Anzi, dev’essere il potere stesso a porseli, in vista sia della sua mera
conservazione (per utilità, dunque), sia per fedeltà al patto: se questo,
infatti, aveva come fine la vita pacifica e sicura di tutti i membri della
società, un sovrano non può giustamente agire
usurpando i diritti dei sudditi (mentre per Hobbes il sovrano è completamente
esentato dalla fedeltà al patto).
Da tutte queste considerazioni segue, per Spinoza, che la «legge suprema»
dello Stato è «la salvezza di tutto il popolo» a cui «tutte le leggi, tanto
umane quanto divine, devono essere adattate»
. Questo
principio si collega direttamente alla tesi principale del
Trattato teologico-politico, ossia l’opportunità imprescindibile
della libertà di pensiero, che si sintetizza efficacemente nell’affermazione
finis ergo Reipublicae revera libertas est
(“Il fine dello Stato, dunque, è la libertà”)
.
Infine, l’argomentazione di Spinoza presenta un altro aspetto assente in
Hobbes, che rende, ancora una volta, la costruzione di quest’ultimo un
artificio teorico meno efficace rispetto al discorso spinoziano: si tratta
della constatazione dei mezzi attraverso i quali il potere ottiene che i
sudditi
deliberatamente si adeguino
ai suoi principî (i quali erano già stati ben individuati da Platone, come si è
visto). Questi sono, potremmo dire, gli apparati simbolico-ideologici
attraverso i quali il potere legittima se stesso. Spinoza è infatti convinto
che «detiene il massimo potere chi regna
sull’animo
dei sudditi»
e non
per niente fa riferimento, tra l’altro, ad Augusto, il quale, notoriamente,
proprio sulla propaganda ideologica fondò la stabilità del suo potere.
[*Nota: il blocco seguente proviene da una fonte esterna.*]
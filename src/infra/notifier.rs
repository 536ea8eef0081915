use std::sync::Mutex;

use crate::usecases::contracts::Notifier;

/// Notification sink for terminals: rings the bell and writes one line to
/// stderr. Permission is whatever the config allows.
#[derive(Debug)]
pub struct TerminalNotifier {
    allowed: bool,
    granted: bool,
    sent: Mutex<usize>,
}

impl TerminalNotifier {
    pub fn new(allowed: bool) -> Self {
        Self {
            allowed,
            granted: false,
            sent: Mutex::new(0),
        }
    }

    pub fn sent_count(&self) -> usize {
        self.sent.lock().map(|sent| *sent).unwrap_or_default()
    }
}

impl Notifier for TerminalNotifier {
    fn request_permission(&mut self) -> bool {
        self.granted = self.allowed;
        if !self.granted {
            tracing::info!("notifications disabled by config");
        }
        self.granted
    }

    fn notify(&self, title: &str, body: &str) {
        if !self.granted {
            return;
        }
        eprintln!("\x07[{title}] {body}");
        if let Ok(mut sent) = self.sent.lock() {
            *sent += 1;
        }
    }
}
//! Contracts this core requires from its external collaborators: the
//! document store, the auth provider and the notification sink.

use std::sync::{mpsc::Receiver, Arc};

use chrono::{DateTime, Utc};

use crate::domain::{
    chat::{Chat, ChatFieldOp},
    ids::{ChatId, MessageId, UserId},
    message::{Message, NewMessage},
    user::{ProfileUpdate, User},
};

use super::subscription::Subscription;

/// Transport-level failure reported by the document store.
#[derive(Debug, Clone, PartialEq, Eq, thiserror::Error)]
pub enum StoreError {
    #[error("document store is unavailable")]
    Unavailable,
    #[error("document not found: {0}")]
    NotFound(String),
    #[error("write rejected by the store: {code}")]
    Rejected { code: String },
}

/// One operation inside an atomic [`WriteBatch`].
#[derive(Debug, Clone, PartialEq, Eq)]
pub enum WriteOp {
    AddMessage(NewMessage),
    DeleteMessage {
        chat_id: ChatId,
        message_id: MessageId,
    },
    MarkRead {
        chat_id: ChatId,
        message_id: MessageId,
    },
    UpdateChat {
        chat_id: ChatId,
        ops: Vec<ChatFieldOp>,
    },
}

/// Writes committed all together or not at all. Every operation in a batch
/// shares one server timestamp.
#[derive(Debug, Clone, Default, PartialEq, Eq)]
pub struct WriteBatch {
    ops: Vec<WriteOp>,
}

impl WriteBatch {
    pub fn new() -> Self {
        Self::default()
    }

    pub fn with(mut self, op: WriteOp) -> Self {
        self.ops.push(op);
        self
    }

    pub fn push(&mut self, op: WriteOp) {
        self.ops.push(op);
    }

    pub fn len(&self) -> usize {
        self.ops.len()
    }

    pub fn is_empty(&self) -> bool {
        self.ops.is_empty()
    }

    pub fn ops(&self) -> &[WriteOp] {
        &self.ops
    }

    pub fn into_ops(self) -> Vec<WriteOp> {
        self.ops
    }
}

#[derive(Debug, Clone, PartialEq, Eq)]
pub struct CommitOutcome {
    pub server_time: DateTime<Utc>,
    pub added: Vec<Message>,
}

pub trait DocumentStore {
    fn get_user(&self, id: &UserId) -> Result<Option<User>, StoreError>;

    /// Create-or-merge of a user's profile fields. Presence is untouched.
    fn merge_user(&self, id: &UserId, profile: &ProfileUpdate) -> Result<(), StoreError>;

    /// Sets `isOnline` and stamps `lastSeen` with the server time.
    fn set_presence(&self, id: &UserId, is_online: bool) -> Result<(), StoreError>;

    fn get_chat(&self, id: &ChatId) -> Result<Option<Chat>, StoreError>;

    /// Create-or-merge: inserts `seed` when the chat does not exist and never
    /// overwrites fields of an existing record.
    fn merge_chat(&self, seed: Chat) -> Result<(), StoreError>;

    fn update_chat(&self, id: &ChatId, ops: Vec<ChatFieldOp>) -> Result<(), StoreError>;

    /// One-shot read of a chat's message log, oldest first.
    fn list_messages(&self, chat_id: &ChatId) -> Result<Vec<Message>, StoreError>;

    fn commit(&self, batch: WriteBatch) -> Result<CommitOutcome, StoreError>;

    fn subscribe_users(&self) -> Result<Subscription<User>, StoreError>;

    fn subscribe_chats(&self, participant: &UserId) -> Result<Subscription<Chat>, StoreError>;

    fn subscribe_messages(&self, chat_id: &ChatId) -> Result<Subscription<Message>, StoreError>;
}

macro_rules! forward_document_store {
    ($($wrapper:ty),+) => {$(
        impl<T: DocumentStore + ?Sized> DocumentStore for $wrapper {
            fn get_user(&self, id: &UserId) -> Result<Option<User>, StoreError> {
                (**self).get_user(id)
            }

            fn merge_user(&self, id: &UserId, profile: &ProfileUpdate) -> Result<(), StoreError> {
                (**self).merge_user(id, profile)
            }

            fn set_presence(&self, id: &UserId, is_online: bool) -> Result<(), StoreError> {
                (**self).set_presence(id, is_online)
            }

            fn get_chat(&self, id: &ChatId) -> Result<Option<Chat>, StoreError> {
                (**self).get_chat(id)
            }

            fn merge_chat(&self, seed: Chat) -> Result<(), StoreError> {
                (**self).merge_chat(seed)
            }

            fn update_chat(&self, id: &ChatId, ops: Vec<ChatFieldOp>) -> Result<(), StoreError> {
                (**self).update_chat(id, ops)
            }

            fn list_messages(&self, chat_id: &ChatId) -> Result<Vec<Message>, StoreError> {
                (**self).list_messages(chat_id)
            }

            fn commit(&self, batch: WriteBatch) -> Result<CommitOutcome, StoreError> {
                (**self).commit(batch)
            }

            fn subscribe_users(&self) -> Result<Subscription<User>, StoreError> {
                (**self).subscribe_users()
            }

            fn subscribe_chats(&self, participant: &UserId) -> Result<Subscription<Chat>, StoreError> {
                (**self).subscribe_chats(participant)
            }

            fn subscribe_messages(&self, chat_id: &ChatId) -> Result<Subscription<Message>, StoreError> {
                (**self).subscribe_messages(chat_id)
            }
        }
    )+};
}

forward_document_store!(&T, Arc<T>);

#[derive(Debug, Clone, PartialEq, Eq)]
pub struct AuthUser {
    pub id: UserId,
    pub email: String,
}

#[derive(Debug, Clone, PartialEq, Eq)]
pub enum AuthState {
    SignedIn(AuthUser),
    SignedOut,
}

#[derive(Debug, Clone, PartialEq, Eq, thiserror::Error)]
pub enum AuthError {
    #[error("invalid email or password")]
    InvalidCredentials,
    #[error("an account already exists for this email")]
    EmailInUse,
    #[error("auth provider is unavailable")]
    Unavailable,
}

pub trait AuthProvider {
    fn current_user(&self) -> Option<AuthUser>;
    fn sign_in(&self, email: &str, password: &str) -> Result<AuthUser, AuthError>;
    fn sign_up(&self, email: &str, password: &str) -> Result<AuthUser, AuthError>;
    fn sign_out(&self) -> Result<(), AuthError>;

    /// Feed of auth state transitions, starting with the current state.
    fn auth_state_changes(&self) -> Receiver<AuthState>;
}

/// Best-effort OS notification sink.
pub trait Notifier {
    /// Asks for permission; `false` only disables notifications.
    fn request_permission(&mut self) -> bool;
    fn notify(&self, title: &str, body: &str);
}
Ma occorre rilevare che questo subdolo mezzo di addomesticamento degli
animi umani non è necessario nell’ambito di una democrazia diretta. Spinoza,
infatti, afferma che «se pochi o uno solo detengono il potere, questi devono
avere qualcosa di superiore alla comune natura umana». Ma, siccome ciò, secondo
Spinoza, è impossibile, perché la natura umana, proprio in quanto natura, è
universale, allora questi detentori del potere devono «adoperarsi con tutte le
loro forze per convincere il volgo di tale superiorità»
; mentre,
in democrazia, «nessuno è tenuto a servire il suo uguale»
, perciò
tutto ciò non è necessario.
Per Spinoza, questo dominio sugli animi è «violento», poiché la libertà
di pensiero e di giudizio è un diritto naturale di ciascuno «al quale nessuno,
anche se volesse, può rinunciare» (p. 649)
.
Proprio questa irriducibilità dell’animo umano rende, per quanto pervasivi,
infine inefficaci i tentativi di sopprimere la libertà individuale; anzi,
questi tentativi sono per lo più disastrosi, sia per il progresso delle arti e
delle scienze (che non possono progredire senza la libertà di pensiero) e
dunque per il prestigio dello Stato, sia per la stabilità di quest’ultimo, come
si è già detto.
La libertà umana, che coincide con la sua razionalità, è il supremo
valore per ciascuno. Tant’è che Spinoza sostiene che nel momento di stipula del
contratto sociale i cittadini alienano tutti i diritti, tranne il diritto di
pensare liberamente, che deriva necessariamente dalla natura umana ed è perciò
inalienabile. Hobbes invece sopprime completamente la libertà di pensiero, che
può essere foriera di sollevazioni e perciò può attentare all’incolumità dello
stato, ed afferma che l’unico diritto che non si aliena è quello alla vita.
Evidentemente per Hobbes l’attaccamento alla vita non si attenua nemmeno nelle
peggiori condizioni, quando la ragione umana è impedita nella sua libera
attività da un potere arbitrario, mentre per Spinoza la vita è un valore meno
importante rispetto alla ragione e alla libertà.